_YOUR TASK_
The required output is the line that contains "Self::from_yaml_str(&raw)" and every line after it, each written out exactly, up to the end of the entries.

_INFORMATION GIVEN_
* * * *
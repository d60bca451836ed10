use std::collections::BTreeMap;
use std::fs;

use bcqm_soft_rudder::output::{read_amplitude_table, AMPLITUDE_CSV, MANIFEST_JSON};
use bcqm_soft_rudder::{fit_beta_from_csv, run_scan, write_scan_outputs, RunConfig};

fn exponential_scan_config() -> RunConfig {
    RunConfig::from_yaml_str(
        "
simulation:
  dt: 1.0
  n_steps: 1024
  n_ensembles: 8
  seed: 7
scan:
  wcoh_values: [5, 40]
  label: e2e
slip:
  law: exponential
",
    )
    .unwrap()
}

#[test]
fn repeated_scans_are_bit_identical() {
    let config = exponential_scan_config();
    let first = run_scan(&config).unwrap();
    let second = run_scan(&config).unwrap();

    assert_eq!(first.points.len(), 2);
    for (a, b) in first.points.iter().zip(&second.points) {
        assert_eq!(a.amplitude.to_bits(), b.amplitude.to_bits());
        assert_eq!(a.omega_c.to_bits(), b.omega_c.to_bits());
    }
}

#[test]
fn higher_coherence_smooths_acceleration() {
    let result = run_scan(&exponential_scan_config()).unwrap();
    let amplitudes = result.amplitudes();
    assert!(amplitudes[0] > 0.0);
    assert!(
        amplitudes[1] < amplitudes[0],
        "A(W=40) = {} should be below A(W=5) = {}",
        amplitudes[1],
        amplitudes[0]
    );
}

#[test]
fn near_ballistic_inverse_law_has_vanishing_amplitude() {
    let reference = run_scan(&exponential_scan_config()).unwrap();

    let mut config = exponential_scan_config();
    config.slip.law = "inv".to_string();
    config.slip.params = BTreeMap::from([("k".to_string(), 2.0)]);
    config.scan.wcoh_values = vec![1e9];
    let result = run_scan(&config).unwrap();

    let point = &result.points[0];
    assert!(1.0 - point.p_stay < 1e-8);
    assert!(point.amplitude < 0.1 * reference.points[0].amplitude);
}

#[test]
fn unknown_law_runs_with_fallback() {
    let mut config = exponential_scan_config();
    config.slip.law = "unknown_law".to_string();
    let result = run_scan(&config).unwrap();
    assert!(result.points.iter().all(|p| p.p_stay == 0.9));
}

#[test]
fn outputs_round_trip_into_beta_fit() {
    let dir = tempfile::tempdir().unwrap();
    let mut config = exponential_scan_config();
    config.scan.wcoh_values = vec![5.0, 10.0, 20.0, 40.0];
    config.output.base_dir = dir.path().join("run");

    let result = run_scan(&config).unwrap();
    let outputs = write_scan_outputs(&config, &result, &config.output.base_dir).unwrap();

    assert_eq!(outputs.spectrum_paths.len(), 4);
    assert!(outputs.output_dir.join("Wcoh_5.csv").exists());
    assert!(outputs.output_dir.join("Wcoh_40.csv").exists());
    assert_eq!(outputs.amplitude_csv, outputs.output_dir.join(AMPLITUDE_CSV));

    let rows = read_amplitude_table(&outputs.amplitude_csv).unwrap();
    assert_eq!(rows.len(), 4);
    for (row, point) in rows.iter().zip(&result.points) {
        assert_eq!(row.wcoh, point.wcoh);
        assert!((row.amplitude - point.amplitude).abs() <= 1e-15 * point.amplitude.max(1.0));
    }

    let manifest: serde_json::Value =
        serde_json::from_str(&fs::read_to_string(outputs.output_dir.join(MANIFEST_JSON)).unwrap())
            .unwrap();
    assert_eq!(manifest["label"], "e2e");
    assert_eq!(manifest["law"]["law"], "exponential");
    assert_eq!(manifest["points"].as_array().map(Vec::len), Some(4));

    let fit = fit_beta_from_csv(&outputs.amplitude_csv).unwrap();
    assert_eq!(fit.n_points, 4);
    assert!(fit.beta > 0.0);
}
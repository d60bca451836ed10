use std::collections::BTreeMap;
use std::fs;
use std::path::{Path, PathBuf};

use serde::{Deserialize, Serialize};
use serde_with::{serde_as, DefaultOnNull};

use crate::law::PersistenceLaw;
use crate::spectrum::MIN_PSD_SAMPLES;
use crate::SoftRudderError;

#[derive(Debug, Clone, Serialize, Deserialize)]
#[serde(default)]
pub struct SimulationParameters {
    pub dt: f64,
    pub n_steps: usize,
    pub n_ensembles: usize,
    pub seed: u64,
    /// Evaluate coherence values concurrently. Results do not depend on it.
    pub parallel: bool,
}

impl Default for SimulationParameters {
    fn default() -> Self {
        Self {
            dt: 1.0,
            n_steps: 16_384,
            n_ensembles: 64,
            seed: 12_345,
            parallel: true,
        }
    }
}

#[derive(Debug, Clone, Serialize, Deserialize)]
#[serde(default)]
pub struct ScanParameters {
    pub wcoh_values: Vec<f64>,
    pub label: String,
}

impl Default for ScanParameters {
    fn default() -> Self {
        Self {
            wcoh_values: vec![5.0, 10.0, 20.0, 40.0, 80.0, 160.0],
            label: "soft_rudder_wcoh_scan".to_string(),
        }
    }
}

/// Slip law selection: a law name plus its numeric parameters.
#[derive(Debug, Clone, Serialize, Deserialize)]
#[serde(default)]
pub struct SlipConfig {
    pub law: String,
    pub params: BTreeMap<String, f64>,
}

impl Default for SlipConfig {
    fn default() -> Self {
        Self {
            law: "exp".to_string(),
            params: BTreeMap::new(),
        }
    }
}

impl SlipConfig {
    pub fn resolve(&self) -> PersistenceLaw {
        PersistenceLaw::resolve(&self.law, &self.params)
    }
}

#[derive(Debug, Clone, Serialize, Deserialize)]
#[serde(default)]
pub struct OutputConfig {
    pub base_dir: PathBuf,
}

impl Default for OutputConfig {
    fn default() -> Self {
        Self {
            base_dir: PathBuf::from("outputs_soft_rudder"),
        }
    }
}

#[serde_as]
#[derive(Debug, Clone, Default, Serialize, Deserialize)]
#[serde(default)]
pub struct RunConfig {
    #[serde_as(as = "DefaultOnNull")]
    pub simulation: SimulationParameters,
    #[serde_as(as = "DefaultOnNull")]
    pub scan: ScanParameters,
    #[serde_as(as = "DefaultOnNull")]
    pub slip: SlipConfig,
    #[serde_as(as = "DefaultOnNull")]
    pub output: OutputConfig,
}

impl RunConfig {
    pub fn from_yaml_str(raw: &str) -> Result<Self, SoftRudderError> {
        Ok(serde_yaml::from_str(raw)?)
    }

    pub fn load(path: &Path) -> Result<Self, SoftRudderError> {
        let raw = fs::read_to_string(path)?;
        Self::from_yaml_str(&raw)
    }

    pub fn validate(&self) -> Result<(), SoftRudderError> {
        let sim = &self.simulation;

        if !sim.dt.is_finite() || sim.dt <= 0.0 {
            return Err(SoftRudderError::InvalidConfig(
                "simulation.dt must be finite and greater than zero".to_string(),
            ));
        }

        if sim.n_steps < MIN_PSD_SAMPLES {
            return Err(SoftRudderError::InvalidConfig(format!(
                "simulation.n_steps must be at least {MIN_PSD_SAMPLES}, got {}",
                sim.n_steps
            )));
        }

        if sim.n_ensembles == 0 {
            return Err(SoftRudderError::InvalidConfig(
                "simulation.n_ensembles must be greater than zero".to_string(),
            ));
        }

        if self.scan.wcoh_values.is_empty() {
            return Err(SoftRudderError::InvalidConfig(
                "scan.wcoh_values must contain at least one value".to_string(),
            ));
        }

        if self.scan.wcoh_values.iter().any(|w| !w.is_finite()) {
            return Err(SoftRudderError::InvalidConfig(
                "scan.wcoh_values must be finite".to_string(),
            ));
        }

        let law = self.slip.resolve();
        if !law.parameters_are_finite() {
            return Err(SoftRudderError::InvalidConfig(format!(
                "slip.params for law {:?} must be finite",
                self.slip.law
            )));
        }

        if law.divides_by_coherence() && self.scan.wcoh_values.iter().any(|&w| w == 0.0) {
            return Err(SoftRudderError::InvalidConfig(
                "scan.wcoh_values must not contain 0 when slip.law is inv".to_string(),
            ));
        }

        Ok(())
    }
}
* * * *
_TASK RESPONSE_
        Self::from_yaml_str(&raw)
    }

    pub fn validate(&self) -> Result<(), SoftRudderError> {
        let sim = &self.simulation;

        if !sim.dt.is_finite() || sim.dt <= 0.0 {
            return Err(SoftRudderError::InvalidConfig(
                "simulation.dt must be finite and greater than zero".to_string(),
            ));
        }

        if sim.n_steps < MIN_PSD_SAMPLES {
            return Err(SoftRudderError::InvalidConfig(format!(
                "simulation.n_steps must be at least {MIN_PSD_SAMPLES}, got {}",
                sim.n_steps
            )));
        }

        if sim.n_ensembles == 0 {
            return Err(SoftRudderError::InvalidConfig(
                "simulation.n_ensembles must be greater than zero".to_string(),
            ));
        }

        if self.scan.wcoh_values.is_empty() {
            return Err(SoftRudderError::InvalidConfig(
                "scan.wcoh_values must contain at least one value".to_string(),
            ));
        }

        if self.scan.wcoh_values.iter().any(|w| !w.is_finite()) {
            return Err(SoftRudderError::InvalidConfig(
                "scan.wcoh_values must be finite".to_string(),
            ));
        }

        let law = self.slip.resolve();
        if !law.parameters_are_finite() {
            return Err(SoftRudderError::InvalidConfig(format!(
                "slip.params for law {:?} must be finite",
                self.slip.law
            )));
        }

        if law.divides_by_coherence() && self.scan.wcoh_values.iter().any(|&w| w == 0.0) {
            return Err(SoftRudderError::InvalidConfig(
                "scan.wcoh_values must not contain 0 when slip.law is inv".to_string(),
            ));
        }

        Ok(())
    }
}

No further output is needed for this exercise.